▶ What is needed: Provide the number of lines below that include "RgbImage", without any other words.

▶ Extracted material:
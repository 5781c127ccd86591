//! Environment map
//!
//! An equirectangular image surrounding the scene. Every ray that leaves the scene, or runs
//! out of bounces, picks up the color the map shows in its direction.

use std::f64::consts::PI;
use std::path::Path;

use image::RgbImage;
use log::debug;

use crate::{
    error::{Error, Result},
    Color, Vec3,
};

/// Linear RGB colors stored row-major, top row first
#[derive(Debug, Clone, PartialEq)]
pub struct EnvMap {
    width: usize,
    height: usize,
    pixels: Vec<Color>,
}
impl EnvMap {
    pub fn from_pixels(width: usize, height: usize, pixels: Vec<Color>) -> Result<Self> {
        if width == 0 || height == 0 || pixels.len() != width * height {
            return Err(Error::EnvMapShape {
                width,
                height,
                len: pixels.len(),
            });
        }
        Ok(Self {
            width,
            height,
            pixels,
        })
    }

    /// The same color in every direction
    pub fn solid(color: Color) -> Self {
        Self {
            width: 1,
            height: 1,
            pixels: vec![color],
        }
    }

    /// Map 8-bit channels to [0, 1], keeping the image's row order
    pub fn from_image(image: &RgbImage) -> Result<Self> {
        let pixels = image
            .pixels()
            .map(|p| Color::new(p[0] as f64, p[1] as f64, p[2] as f64) / 255.0)
            .collect();
        Self::from_pixels(image.width() as usize, image.height() as usize, pixels)
    }

    /// Decode a three channel image from disk, reduced to 8 bits per channel
    pub fn load(path: impl AsRef<Path>) -> Result<Self> {
        let path = path.as_ref();
        let image = image::open(path).map_err(|source| Error::EnvMap {
            path: path.to_path_buf(),
            source,
        })?;
        if image.color().channel_count() != 3 {
            return Err(Error::EnvMapFormat {
                path: path.to_path_buf(),
                color: image.color(),
            });
        }
        let envmap = Self::from_image(&image.into_rgb8())?;
        debug!(
            "Loaded {}x{} environment map from {}",
            envmap.width,
            envmap.height,
            path.display()
        );
        Ok(envmap)
    }

    pub fn width(&self) -> usize {
        self.width
    }

    pub fn height(&self) -> usize {
        self.height
    }

    pub fn pixel(&self, x: usize, y: usize) -> Color {
        self.pixels[x + y * self.width]
    }

    /// Color seen along the unit direction `dir`
    ///
    /// Longitude comes from `atan2(z, x)` and latitude from `acos(y)`, so straight up reads
    /// the top row. Both indices are clamped to the map.
    pub fn sample(&self, dir: &Vec3) -> Color {
        let u = dir[2].atan2(dir[0]) / (2.0 * PI) + 0.5;
        let v = dir[1].clamp(-1.0, 1.0).acos() / PI;
        let x = ((u * self.width as f64) as i64).clamp(0, self.width as i64 - 1);
        let y = ((v * self.height as f64) as i64).clamp(0, self.height as i64 - 1);
        self.pixel(x as usize, y as usize)
    }
}
//! SQLite implementation of the database traits.
//!
//! This module provides a SQLite-backed implementation of the repository
//! traits defined in the parent module.

mod connection;
mod helpers;
mod order;
mod product;
mod report;
mod user;

#[cfg(test)]
mod report_test;

pub use connection::{SqliteDatabase, SqliteSession, embedded_migrator};
pub use order::SqliteOrderRepository;
pub use product::SqliteProductRepository;
pub use report::SqliteReportRepository;
pub use user::SqliteUserRepository;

▶ Response to this exercise: 2